# TASK OBJECTIVE
The task calls for each line of the records below in which the word "shared" appears.

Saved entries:
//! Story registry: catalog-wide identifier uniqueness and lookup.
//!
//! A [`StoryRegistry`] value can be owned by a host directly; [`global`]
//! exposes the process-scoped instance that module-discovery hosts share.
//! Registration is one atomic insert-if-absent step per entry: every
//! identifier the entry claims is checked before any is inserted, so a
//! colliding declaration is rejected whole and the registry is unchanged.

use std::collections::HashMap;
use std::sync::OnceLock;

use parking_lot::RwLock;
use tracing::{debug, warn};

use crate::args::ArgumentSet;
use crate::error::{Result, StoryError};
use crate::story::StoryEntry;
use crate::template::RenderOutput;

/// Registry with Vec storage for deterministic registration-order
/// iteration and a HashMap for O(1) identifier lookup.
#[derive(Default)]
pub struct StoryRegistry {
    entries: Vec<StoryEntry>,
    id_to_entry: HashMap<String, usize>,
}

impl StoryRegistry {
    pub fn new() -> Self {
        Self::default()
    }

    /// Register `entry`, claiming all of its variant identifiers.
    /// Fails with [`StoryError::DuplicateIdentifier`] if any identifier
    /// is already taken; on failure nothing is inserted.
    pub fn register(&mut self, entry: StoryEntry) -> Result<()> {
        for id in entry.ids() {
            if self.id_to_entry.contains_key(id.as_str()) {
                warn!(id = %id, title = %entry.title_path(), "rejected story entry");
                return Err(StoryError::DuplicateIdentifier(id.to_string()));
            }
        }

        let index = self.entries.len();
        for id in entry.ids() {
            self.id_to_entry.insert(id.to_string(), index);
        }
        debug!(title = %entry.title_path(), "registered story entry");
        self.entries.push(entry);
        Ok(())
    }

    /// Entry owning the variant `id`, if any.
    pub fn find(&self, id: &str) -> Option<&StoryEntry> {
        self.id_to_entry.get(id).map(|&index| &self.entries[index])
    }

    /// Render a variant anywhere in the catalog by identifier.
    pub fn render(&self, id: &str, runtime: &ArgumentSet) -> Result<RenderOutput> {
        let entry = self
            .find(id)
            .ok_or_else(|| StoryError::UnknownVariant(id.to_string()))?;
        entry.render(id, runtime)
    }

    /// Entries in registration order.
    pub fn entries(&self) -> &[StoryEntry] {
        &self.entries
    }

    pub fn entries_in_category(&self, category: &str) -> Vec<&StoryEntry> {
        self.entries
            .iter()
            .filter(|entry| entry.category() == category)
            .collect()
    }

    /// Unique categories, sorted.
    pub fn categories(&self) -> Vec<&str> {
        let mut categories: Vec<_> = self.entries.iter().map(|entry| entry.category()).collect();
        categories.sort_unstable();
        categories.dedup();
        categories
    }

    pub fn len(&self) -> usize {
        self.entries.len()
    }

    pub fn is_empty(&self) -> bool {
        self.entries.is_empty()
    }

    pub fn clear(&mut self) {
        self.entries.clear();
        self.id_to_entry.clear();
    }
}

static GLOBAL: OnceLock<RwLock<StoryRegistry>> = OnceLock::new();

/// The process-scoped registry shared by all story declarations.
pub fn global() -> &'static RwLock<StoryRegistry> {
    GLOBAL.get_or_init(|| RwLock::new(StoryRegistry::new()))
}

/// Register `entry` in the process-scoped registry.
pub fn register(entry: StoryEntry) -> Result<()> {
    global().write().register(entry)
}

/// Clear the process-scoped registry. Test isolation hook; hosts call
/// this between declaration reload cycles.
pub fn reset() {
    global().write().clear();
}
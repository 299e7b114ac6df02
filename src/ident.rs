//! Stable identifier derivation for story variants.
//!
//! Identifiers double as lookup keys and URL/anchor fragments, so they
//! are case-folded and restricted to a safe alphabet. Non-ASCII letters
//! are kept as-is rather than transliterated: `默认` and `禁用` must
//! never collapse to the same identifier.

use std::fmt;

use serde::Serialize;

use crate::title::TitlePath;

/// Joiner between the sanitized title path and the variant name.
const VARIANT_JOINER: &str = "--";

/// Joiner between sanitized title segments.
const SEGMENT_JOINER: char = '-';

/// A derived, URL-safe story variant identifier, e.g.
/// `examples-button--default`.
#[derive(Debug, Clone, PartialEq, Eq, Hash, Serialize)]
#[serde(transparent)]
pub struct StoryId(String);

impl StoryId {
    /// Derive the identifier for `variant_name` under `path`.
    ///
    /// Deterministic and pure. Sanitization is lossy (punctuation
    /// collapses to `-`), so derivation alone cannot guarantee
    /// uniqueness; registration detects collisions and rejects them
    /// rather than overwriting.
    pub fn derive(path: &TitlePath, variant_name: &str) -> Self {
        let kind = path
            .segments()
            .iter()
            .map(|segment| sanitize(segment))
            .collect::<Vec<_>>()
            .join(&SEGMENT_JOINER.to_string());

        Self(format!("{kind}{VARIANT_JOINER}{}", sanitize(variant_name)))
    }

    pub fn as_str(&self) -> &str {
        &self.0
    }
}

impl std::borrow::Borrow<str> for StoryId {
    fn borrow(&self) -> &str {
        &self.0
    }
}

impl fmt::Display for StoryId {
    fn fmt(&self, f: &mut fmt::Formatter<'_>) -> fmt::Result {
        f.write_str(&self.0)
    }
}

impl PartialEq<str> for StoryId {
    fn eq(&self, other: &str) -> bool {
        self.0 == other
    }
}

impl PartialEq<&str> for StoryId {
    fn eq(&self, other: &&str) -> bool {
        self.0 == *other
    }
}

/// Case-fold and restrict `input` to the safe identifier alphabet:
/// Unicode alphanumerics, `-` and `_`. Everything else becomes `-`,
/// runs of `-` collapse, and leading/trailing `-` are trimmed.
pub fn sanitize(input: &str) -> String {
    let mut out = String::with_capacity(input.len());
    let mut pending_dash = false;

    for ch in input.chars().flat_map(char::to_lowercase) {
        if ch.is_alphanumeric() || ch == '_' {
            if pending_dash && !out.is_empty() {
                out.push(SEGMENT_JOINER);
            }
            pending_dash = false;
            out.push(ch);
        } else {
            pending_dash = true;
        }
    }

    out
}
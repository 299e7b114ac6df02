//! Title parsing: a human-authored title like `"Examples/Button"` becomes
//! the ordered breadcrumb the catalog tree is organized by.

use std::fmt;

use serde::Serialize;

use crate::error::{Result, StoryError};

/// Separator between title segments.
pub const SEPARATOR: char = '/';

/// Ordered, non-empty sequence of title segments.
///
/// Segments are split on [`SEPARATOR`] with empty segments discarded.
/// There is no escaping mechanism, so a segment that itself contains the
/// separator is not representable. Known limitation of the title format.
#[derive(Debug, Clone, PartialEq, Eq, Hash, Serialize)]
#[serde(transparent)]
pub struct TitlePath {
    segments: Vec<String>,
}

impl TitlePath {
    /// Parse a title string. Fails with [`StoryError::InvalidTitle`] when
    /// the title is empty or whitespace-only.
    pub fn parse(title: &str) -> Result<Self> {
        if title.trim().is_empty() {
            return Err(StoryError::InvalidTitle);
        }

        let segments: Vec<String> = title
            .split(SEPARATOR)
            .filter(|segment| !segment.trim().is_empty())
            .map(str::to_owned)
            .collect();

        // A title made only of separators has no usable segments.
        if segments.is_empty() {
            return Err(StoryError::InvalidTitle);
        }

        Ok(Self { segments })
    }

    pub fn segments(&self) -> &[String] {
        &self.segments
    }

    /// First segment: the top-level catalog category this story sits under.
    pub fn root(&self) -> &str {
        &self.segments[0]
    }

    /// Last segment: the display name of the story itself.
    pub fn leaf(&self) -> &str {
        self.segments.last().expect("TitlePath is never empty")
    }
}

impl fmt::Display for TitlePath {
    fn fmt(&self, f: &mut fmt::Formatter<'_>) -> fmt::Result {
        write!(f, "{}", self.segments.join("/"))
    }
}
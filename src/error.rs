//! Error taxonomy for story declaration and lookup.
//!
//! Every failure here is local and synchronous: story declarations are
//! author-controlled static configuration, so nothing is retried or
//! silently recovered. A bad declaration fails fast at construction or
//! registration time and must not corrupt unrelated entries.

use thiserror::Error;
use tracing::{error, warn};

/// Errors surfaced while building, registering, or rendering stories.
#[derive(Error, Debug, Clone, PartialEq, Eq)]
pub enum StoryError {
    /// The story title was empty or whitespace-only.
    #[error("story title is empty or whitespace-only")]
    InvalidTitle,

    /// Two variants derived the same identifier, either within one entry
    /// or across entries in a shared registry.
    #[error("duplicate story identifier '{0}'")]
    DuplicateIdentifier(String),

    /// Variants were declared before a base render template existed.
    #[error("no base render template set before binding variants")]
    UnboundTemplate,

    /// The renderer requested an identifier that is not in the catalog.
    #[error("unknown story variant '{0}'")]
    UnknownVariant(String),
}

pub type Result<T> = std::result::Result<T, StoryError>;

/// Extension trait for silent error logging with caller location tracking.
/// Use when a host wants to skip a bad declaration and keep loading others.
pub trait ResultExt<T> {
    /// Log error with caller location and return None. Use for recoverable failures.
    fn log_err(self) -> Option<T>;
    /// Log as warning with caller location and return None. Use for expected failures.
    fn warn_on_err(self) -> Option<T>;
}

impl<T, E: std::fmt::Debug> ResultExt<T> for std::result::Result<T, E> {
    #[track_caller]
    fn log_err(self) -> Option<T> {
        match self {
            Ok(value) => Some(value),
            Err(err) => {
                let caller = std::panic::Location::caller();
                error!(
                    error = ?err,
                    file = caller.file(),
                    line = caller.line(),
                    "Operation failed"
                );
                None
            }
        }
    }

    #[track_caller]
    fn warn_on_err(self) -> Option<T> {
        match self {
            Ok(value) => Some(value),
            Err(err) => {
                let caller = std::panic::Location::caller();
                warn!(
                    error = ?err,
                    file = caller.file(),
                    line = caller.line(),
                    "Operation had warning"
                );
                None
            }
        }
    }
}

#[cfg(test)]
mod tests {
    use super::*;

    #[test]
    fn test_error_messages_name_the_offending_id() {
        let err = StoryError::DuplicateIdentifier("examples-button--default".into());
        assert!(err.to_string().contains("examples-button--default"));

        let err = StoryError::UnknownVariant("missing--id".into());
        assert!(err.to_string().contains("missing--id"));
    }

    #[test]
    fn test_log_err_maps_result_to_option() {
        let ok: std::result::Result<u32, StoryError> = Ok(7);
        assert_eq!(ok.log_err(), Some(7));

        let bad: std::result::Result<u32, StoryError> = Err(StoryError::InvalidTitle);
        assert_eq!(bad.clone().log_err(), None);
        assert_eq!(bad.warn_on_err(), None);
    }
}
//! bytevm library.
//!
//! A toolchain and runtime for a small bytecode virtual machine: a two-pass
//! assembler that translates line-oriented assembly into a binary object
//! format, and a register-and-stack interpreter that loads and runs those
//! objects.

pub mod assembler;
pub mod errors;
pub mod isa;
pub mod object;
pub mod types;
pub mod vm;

# RESULT FOR THIS TASK
/// The process-scoped registry shared by all story declarations.
    /// or across entries in a shared registry.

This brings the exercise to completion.